WELCOME TO MY STORY

I’m a flutist, creative collaborator, and researcher, drawn to the intricate relationships between body, breath, and sound.

I first picked up the flute at the age of ten in Wisconsin, with my grandfather as my first teacher. When my family later moved to Ohio, the flute became a constant companion in unfamiliar surroundings. I poured myself into practice, finding expression and belonging through music. In 2007, a scholarship brought me to the UK to study at the Royal Northern College of Music, where I completed my BMus with Honours.

My professional path paused when I became a single mother. After my daughter turned one, I returned to the Royal Northern to begin MMus studies and continue onto an International Artist Diploma at the Royal Northern College of Music. Balancing childcare with quiet, late-night practice sessions, I came to understand resilience not just as a life skill, but as an artistic principle—finding creativity within constraint, and building a career through resourcefulness and determination.

My portfolio career grew quickly: first through Live Music Now!, including a musician-in-residence role at Alder Hey Children’s Hospital, and then through freelance work with orchestras such as the HalléBBC PhilharmonicRoyal Liverpool PhilharmonicRoyal Philharmonic Orchestra, and Opera North. Around this time, I also became a core member of the contemporary music ensemble The House of Bedlam.

Out of my own history of chronic respiratory conditions came Coming Up for Air, a project now comprising over 150 single-breath flute pieces. Described as “ingeniously inventive” (Tempo), it has been performed internationally, broadcast on BBC Radio 3 and PBS Melbourne, and released on Huddersfield Contemporary Records. In 2024, it evolved into a new form: a concerto of 46 single-breath pieces, orchestrated by Larry Goves and premiered with the Luxembourg Philharmonic.

These lived experiences led me to pursue a PhD at the University of Huddersfield, where I explored the visibility of breathing in performance and composition. That research continues to underpin my work today: from creative projects exploring air quality and wellbeing in music-making, to co-authoring landmark advocacy reports on discrimination in the music sector.

At the heart of everything I do is a belief: that music can transform challenge into creativity, and lived experience into connection.

Woman catching a falling clarinet against a white background

Kathryn Williams is an internationally recognised flutist, advocate, and researcher working across performance and policy to support more equitable music cultures.

Her practice explores the relationships between body, breath, sound, and environment, and how lived experience can inform more equitable and sustainable ways of working in the arts.

She trained in the United States before moving to the UK in 2007 on scholarship to study at the Royal Northern College of Music, where she completed a BMus with Honours, MMus, and International Artist Diploma. She later completed a PhD at the University of Huddersfield, focusing on the visibility of breathing in flute performance and contemporary composition. She subsequently held a postdoctoral research position at the Royal Northern College of Music, where her work explored the intersection of indoor air quality, technology, and musicians’ health and wellbeing through creative musical practice.

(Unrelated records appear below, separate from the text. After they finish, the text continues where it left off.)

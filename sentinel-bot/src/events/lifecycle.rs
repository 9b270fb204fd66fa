use poise::serenity_prelude as serenity;
use tracing::{debug, info};

use sentinel_utils::COMMAND_PREFIX;

pub fn presence_activity() -> serenity::ActivityData {
    serenity::ActivityData::watching(format!("{COMMAND_PREFIX}panel to configure"))
}

pub fn handle_ready(ctx: &serenity::Context, ready: &serenity::Ready) {
    info!(
        bot = %ready.user.name,
        bot_id = ready.user.id.get(),
        guilds = ready.guilds.len(),
        "Sentinel is online."
    );

    ctx.set_presence(Some(presence_activity()), serenity::OnlineStatus::Online);
}

/// `is_new` is only `Some(true)` for guilds joined after startup.
pub fn handle_guild_create(guild: &serenity::Guild, is_new: Option<bool>) {
    if is_new == Some(true) {
        info!(
            guild_id = guild.id.get(),
            guild = %guild.name,
            members = guild.member_count,
            "joined guild"
        );
    }
}

pub fn handle_guild_delete(incomplete: &serenity::UnavailableGuild, full: Option<&serenity::Guild>) {
    if incomplete.unavailable {
        debug!(guild_id = incomplete.id.get(), "guild became unavailable");
        return;
    }

    match full {
        Some(guild) => info!(guild_id = guild.id.get(), guild = %guild.name, "left guild"),
        None => info!(guild_id = incomplete.id.get(), "left guild"),
    }
}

As a versatile performer, Williams maintains contemporary and experimental music projects alongside an active orchestral freelance career. She has performed with leading UK ensembles and orchestras including the Hallé Orchestra, BBC Philharmonic, Royal Liverpool Philharmonic Orchestra, Royal Philharmonic Orchestra, and Opera North. She has recorded extensively for labels including Another Timbre, NMC, RVNG International, and Huddersfield Contemporary Records.

She is the creator and curator of Coming Up for Air, a major long-term artistic and research project comprising over 150 single-breath flute works by composers from around the world. Described as “ingeniously inventive” (Tempo), the project has been performed internationally, broadcast on BBC Radio 3 and PBS Melbourne, and released on Huddersfield Contemporary Records. In 2024, Coming Up for Air expanded into a concerto form, developed with the Luxembourg Philharmonic, extending its exploration of breath, environment, and embodiment into orchestral and large-scale performance contexts.

Alongside her artistic practice, Williams is an experienced educator and mentor, having worked with organisations including Live Music Now!, the Britten-Pears Young Artist Programme, Chetham’s School of Music, and the National Youth Orchestra of Great Britain.

Williams is an active advocate for safety, dignity, and agency in the music profession. She has worked as a Research and Policy Officer for the Independent Society of Musicians and co-authored Dignity at Work 2 (2022), a sector-wide report addressing bullying, harassment, and discrimination and proposing routes to structural reform. She is frequently invited to speak, consult, and contribute to public discourse, drawing on both rigorous research and lived experience to support organisations and individuals.

Across all areas of her work, Kathryn brings a belief that artistic excellence and care are not opposites, and that leadership is rooted in responsibility, attention, and the ability to create conditions in which others can thrive.